Exercise aim: From the entries below, copy each line in which the word "Some" occurs.

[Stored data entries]
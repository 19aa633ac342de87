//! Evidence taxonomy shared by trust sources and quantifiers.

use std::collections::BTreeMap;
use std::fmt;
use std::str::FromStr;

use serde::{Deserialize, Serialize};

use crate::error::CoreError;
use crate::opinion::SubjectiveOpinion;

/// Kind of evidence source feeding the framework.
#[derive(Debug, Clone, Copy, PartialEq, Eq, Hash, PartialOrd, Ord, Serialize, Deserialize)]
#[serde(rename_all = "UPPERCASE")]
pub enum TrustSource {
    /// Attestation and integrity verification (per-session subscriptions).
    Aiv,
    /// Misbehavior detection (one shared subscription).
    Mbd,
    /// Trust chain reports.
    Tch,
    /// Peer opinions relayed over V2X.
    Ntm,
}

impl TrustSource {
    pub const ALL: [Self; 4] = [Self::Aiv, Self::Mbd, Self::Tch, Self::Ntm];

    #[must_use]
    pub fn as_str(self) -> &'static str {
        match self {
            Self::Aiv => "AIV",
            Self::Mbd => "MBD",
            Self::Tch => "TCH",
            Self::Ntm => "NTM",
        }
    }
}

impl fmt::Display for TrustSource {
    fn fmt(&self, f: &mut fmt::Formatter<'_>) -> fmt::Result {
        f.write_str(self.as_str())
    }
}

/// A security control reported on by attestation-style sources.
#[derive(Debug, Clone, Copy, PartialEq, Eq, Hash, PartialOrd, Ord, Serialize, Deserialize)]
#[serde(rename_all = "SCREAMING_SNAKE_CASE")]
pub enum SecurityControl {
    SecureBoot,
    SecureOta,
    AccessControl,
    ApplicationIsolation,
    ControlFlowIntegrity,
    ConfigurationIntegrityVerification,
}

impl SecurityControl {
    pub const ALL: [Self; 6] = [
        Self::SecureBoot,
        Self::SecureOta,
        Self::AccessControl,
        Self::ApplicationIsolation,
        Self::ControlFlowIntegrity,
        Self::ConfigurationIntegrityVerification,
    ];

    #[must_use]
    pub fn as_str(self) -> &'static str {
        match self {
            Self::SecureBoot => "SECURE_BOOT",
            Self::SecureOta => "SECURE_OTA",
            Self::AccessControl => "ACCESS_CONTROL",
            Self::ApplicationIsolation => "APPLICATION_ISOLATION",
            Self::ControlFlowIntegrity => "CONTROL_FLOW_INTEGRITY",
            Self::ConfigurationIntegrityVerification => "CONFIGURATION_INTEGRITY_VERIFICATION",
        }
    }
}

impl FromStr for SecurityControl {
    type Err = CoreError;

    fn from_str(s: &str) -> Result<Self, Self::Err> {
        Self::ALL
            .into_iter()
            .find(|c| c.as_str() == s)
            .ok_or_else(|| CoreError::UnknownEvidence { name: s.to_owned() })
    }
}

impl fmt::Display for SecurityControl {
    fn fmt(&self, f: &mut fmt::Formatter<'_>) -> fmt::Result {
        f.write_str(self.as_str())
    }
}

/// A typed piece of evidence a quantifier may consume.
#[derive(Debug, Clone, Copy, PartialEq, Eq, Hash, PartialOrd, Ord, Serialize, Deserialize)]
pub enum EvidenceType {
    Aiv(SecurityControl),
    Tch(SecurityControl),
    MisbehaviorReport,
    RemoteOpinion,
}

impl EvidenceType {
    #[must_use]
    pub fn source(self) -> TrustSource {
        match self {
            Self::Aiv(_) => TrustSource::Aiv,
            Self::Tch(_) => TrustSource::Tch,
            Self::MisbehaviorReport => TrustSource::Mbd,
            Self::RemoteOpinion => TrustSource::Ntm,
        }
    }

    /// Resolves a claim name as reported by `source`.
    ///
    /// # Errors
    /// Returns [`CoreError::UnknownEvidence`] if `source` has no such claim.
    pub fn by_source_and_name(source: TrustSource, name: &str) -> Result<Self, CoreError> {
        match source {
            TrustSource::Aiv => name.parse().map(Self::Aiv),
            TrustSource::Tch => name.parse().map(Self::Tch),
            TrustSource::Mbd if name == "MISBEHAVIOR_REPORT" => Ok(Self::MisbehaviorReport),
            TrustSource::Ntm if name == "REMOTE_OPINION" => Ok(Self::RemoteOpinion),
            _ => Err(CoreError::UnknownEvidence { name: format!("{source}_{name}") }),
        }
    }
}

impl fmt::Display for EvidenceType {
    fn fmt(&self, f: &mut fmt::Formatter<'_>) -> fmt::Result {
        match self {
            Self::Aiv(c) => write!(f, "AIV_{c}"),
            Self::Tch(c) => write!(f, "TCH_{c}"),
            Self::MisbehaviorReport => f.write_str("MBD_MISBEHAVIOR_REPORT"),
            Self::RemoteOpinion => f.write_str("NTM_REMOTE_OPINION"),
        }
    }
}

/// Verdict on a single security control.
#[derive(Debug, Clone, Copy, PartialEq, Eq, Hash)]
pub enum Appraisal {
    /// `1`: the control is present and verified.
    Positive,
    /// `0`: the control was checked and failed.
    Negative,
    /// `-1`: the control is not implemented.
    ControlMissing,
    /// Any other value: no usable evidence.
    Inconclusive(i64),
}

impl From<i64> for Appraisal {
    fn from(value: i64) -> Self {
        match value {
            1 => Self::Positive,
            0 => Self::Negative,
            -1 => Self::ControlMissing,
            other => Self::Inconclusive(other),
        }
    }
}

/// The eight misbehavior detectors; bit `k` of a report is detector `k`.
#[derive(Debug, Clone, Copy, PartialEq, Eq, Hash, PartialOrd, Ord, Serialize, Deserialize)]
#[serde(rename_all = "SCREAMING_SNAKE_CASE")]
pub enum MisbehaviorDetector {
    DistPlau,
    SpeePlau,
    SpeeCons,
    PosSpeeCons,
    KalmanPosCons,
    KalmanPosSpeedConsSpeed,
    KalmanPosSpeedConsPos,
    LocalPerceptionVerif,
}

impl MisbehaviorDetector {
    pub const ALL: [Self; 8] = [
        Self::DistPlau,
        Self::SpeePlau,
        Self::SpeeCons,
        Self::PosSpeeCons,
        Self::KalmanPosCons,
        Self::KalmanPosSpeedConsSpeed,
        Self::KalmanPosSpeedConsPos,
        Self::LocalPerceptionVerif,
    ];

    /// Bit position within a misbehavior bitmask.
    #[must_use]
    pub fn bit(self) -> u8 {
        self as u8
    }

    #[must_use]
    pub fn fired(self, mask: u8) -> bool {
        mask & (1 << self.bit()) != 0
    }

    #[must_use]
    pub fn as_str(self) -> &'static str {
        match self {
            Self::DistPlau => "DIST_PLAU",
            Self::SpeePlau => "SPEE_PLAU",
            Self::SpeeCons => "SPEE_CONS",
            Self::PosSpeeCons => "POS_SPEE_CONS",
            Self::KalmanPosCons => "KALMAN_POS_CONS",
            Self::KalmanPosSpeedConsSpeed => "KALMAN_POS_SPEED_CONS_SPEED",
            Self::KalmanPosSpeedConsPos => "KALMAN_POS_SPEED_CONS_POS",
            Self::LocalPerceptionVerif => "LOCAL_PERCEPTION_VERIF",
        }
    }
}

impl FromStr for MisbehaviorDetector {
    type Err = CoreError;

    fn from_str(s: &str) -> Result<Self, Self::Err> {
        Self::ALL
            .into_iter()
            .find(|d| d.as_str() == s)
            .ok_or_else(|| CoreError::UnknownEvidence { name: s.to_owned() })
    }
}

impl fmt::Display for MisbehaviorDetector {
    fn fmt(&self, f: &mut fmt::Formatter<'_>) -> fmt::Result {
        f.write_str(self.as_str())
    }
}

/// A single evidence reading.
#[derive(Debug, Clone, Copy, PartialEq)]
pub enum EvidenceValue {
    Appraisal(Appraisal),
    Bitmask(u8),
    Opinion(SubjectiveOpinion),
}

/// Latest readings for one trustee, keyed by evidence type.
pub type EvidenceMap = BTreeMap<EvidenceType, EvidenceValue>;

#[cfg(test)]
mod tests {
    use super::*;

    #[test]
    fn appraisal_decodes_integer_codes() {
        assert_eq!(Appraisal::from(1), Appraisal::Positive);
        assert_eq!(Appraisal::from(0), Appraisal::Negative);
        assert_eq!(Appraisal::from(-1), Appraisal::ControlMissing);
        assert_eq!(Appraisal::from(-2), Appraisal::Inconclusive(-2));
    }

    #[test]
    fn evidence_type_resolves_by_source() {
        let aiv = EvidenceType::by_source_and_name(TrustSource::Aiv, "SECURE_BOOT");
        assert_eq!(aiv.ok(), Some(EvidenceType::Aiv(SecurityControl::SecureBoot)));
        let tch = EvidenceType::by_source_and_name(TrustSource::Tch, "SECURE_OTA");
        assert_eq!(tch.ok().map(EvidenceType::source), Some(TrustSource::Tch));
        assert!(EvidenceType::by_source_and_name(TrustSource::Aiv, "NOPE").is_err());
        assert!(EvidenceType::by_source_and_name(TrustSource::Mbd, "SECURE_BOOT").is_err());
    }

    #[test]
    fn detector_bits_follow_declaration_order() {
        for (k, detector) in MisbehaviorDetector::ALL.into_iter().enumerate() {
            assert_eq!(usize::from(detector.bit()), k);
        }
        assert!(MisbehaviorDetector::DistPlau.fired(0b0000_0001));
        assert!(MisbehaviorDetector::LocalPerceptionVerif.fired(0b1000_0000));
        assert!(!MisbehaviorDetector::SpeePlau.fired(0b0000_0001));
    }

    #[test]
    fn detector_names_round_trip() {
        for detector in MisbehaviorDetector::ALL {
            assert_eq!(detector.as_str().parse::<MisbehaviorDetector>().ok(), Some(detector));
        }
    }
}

Result below:
        assert_eq!(aiv.ok(), Some(EvidenceType::Aiv(SecurityControl::SecureBoot)));
        assert_eq!(tch.ok().map(EvidenceType::source), Some(TrustSource::Tch));
            assert_eq!(detector.as_str().parse::<MisbehaviorDetector>().ok(), Some(detector));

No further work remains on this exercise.